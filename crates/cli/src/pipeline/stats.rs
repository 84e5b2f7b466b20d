//! Pipeline statistics.

use std::path::Path;
use std::time::Duration;

use dispatcher::DeliverySnapshot;
use ingestion::{IndexStats, TimeBucketIndex};
use observability::RunningStats;
use replay_engine::ReplayStats;
use serde::Serialize;

/// What the bucket index holds
#[derive(Debug, Clone, Serialize)]
pub struct IndexSummary {
    pub path: String,
    pub start: String,
    pub end: String,
    pub buckets: usize,
    pub stats: IndexStats,
    /// Sentences per non-empty bucket
    pub bucket_sizes: String,
}

impl IndexSummary {
    pub fn from_index(path: &Path, index: &TimeBucketIndex) -> Self {
        let interval = index.interval();
        let sizes: RunningStats = index
            .iter()
            .filter(|bucket| !bucket.is_empty())
            .map(|bucket| bucket.len() as f64)
            .collect();

        Self {
            path: path.display().to_string(),
            start: interval.start().to_string(),
            end: interval.end().to_string(),
            buckets: index.len(),
            stats: *index.stats(),
            bucket_sizes: sizes.summary().to_string(),
        }
    }

    pub fn print(&self) {
        println!("📄 Sentence Log");
        println!("   ├─ Path: {}", self.path);
        println!("   ├─ Interval: {} .. {}", self.start, self.end);
        println!("   ├─ Buckets: {} ({} non-empty)", self.buckets, self.stats.non_empty_buckets);
        println!("   ├─ Sentences found: {}", self.stats.candidates);
        println!("   ├─ Without timestamp: {}", self.stats.without_timestamp);
        println!("   ├─ Outside interval: {}", self.stats.out_of_range);
        println!("   ├─ Indexed: {}", self.stats.indexed);
        println!("   └─ Per bucket: {}", self.bucket_sizes);
    }
}

/// Statistics from a replay run
#[derive(Debug, Clone)]
pub struct PipelineStats {
    pub index: IndexSummary,
    pub replay: ReplayStats,
    pub delivery: DeliverySnapshot,
    pub duration: Duration,
}

impl PipelineStats {
    /// Messages published per wall-clock second
    pub fn rate(&self) -> f64 {
        if self.duration.as_secs_f64() > 0.0 {
            self.delivery.published as f64 / self.duration.as_secs_f64()
        } else {
            0.0
        }
    }

    /// Print detailed summary
    pub fn print_summary(&self) {
        println!("\n╔══════════════════════════════════════════════════════════════╗");
        println!("║                     Replay Statistics                        ║");
        println!("╚══════════════════════════════════════════════════════════════╝\n");

        self.index.print();

        println!("\n📊 Replay");
        println!("   ├─ Duration: {:.2}s", self.duration.as_secs_f64());
        println!("   ├─ Passes completed: {}", self.replay.passes);
        println!("   ├─ Buckets replayed: {}", self.replay.buckets);
        println!("   ├─ Messages queued: {}", self.replay.dispatched);
        println!("   └─ Messages rejected by queue: {}", self.replay.rejected);

        println!("\n📤 Delivery");
        println!("   ├─ Published: {}", self.delivery.published);
        println!("   ├─ Failed: {}", self.delivery.failed);
        println!("   ├─ Dropped: {}", self.delivery.dropped);
        println!("   └─ Rate: {:.2} msg/s", self.rate());

        println!();
    }
}

#[cfg(test)]
mod tests {
    use super::*;
    use contracts::Interval;

    #[test]
    fn test_index_summary_counts() {
        let interval = Interval::parse("2023-09-21 07:40:56", "2023-09-21 07:41:05").unwrap();
        let index = TimeBucketIndex::from_text(
            "$GPGGA,074056.00*47 $GPGGA,074056.50*47 $GPGGA,074059.00*47",
            interval,
        );
        let summary = IndexSummary::from_index(Path::new("mosaic.txt"), &index);

        assert_eq!(summary.buckets, 10);
        assert_eq!(summary.stats.indexed, 3);
        assert_eq!(summary.stats.non_empty_buckets, 2);
        assert!(summary.bucket_sizes.contains("n=2"), "got {}", summary.bucket_sizes);
        assert_eq!(summary.start, "2023-09-21 07:40:56");
    }

    #[test]
    fn test_rate_with_zero_duration() {
        let interval = Interval::parse("2023-09-21 07:40:56", "2023-09-21 07:40:56").unwrap();
        let index = TimeBucketIndex::from_text("", interval);
        let stats = PipelineStats {
            index: IndexSummary::from_index(Path::new("x"), &index),
            replay: ReplayStats::default(),
            delivery: DeliverySnapshot::default(),
            duration: Duration::ZERO,
        };
        assert_eq!(stats.rate(), 0.0);
    }
}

== == ==

Above are the entries. Copy exactly the part that opens with the line containing "pub struct PipelineStats" and closes with the line containing "if self.duration.as_secs_f64() >", and no more.

pub struct PipelineStats {
    pub index: IndexSummary,
    pub replay: ReplayStats,
    pub delivery: DeliverySnapshot,
    pub duration: Duration,
}

impl PipelineStats {
    /// Messages published per wall-clock second
    pub fn rate(&self) -> f64 {
        if self.duration.as_secs_f64() > 0.0 {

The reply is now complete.